## How to complete this task
Search the records for "statistics". Report every line where it occurs.

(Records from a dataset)

BEGIN

//! Metrics collection for compression analysis
//!
//! This module provides statistics about how much of the signal was
//! snapped, how many runs were written, and the resulting ratio.

use crate::classifier::Zone;
use std::collections::HashMap;

/// Compression statistics collector
#[derive(Debug, Clone, Default)]
pub struct CompressionStats {
    /// Samples received from the source
    pub samples_read: u64,
    /// Polls that returned no data
    pub no_data_polls: u64,
    /// Samples whose value was replaced by a rail
    pub samples_snapped: u64,
    /// Times the signal entered a rail zone
    pub zone_entries: u64,
    /// Samples handed to the run-length encoder
    pub samples_encoded: u64,
    /// Run records written
    pub records_written: u64,
    /// Runs split because they reached the cap
    pub cap_splits: u64,
    /// Raw samples lost from the debug stream
    pub debug_write_failures: u64,
    /// Samples per zone as read
    pub zone_distribution: HashMap<Zone, u64>,
}

impl CompressionStats {
    /// Create new stats collector
    pub fn new() -> Self {
        Self::default()
    }

    /// Record a sample leaving the ramp buffer
    pub fn record_encoded(&mut self, zone: Zone, snapped: bool) {
        self.samples_encoded += 1;
        if snapped {
            self.samples_snapped += 1;
        }
        *self.zone_distribution.entry(zone).or_insert(0) += 1;
    }

    /// Samples per written record (higher = better)
    pub fn compression_ratio(&self) -> f64 {
        if self.records_written == 0 {
            return 1.0;
        }
        self.samples_encoded as f64 / self.records_written as f64
    }

    /// Share of encoded samples that were snapped (0.0 - 1.0)
    pub fn snap_rate(&self) -> f64 {
        if self.samples_encoded == 0 {
            return 0.0;
        }
        self.samples_snapped as f64 / self.samples_encoded as f64
    }

    /// Reset all stats
    pub fn reset(&mut self) {
        *self = Self::default();
    }

    /// Generate a human-readable report
    pub fn report(&self) -> String {
        let mut report = String::new();

        report.push_str("=== snaprun compression summary ===\n\n");
        report.push_str(&format!("Samples read: {}\n", self.samples_read));
        report.push_str(&format!("No-data polls: {}\n", self.no_data_polls));
        report.push_str(&format!("Samples encoded: {}\n", self.samples_encoded));
        report.push_str(&format!("Records written: {}\n", self.records_written));
        report.push_str(&format!(
            "Compression ratio: {:.2} samples/record\n",
            self.compression_ratio()
        ));
        report.push_str(&format!(
            "Snapped: {} ({:.1}%)\n",
            self.samples_snapped,
            self.snap_rate() * 100.0
        ));
        report.push_str(&format!("Zone entries: {}\n", self.zone_entries));
        report.push_str(&format!("Cap splits: {}\n", self.cap_splits));

        if !self.zone_distribution.is_empty() {
            report.push_str("\nZone distribution:\n");
            let mut zones: Vec<_> = self.zone_distribution.iter().collect();
            zones.sort_by(|a, b| b.1.cmp(a.1));
            for (zone, count) in zones {
                let percent = (*count as f64 / self.samples_encoded.max(1) as f64) * 100.0;
                report.push_str(&format!("  {}: {} ({:.1}%)\n", zone, count, percent));
            }
        }

        if self.debug_write_failures > 0 {
            report.push_str(&format!(
                "\nDebug write failures: {}\n",
                self.debug_write_failures
            ));
        }

        report
    }
}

END

## Solution to this exercise
//! This module provides statistics about how much of the signal was
/// Compression statistics collector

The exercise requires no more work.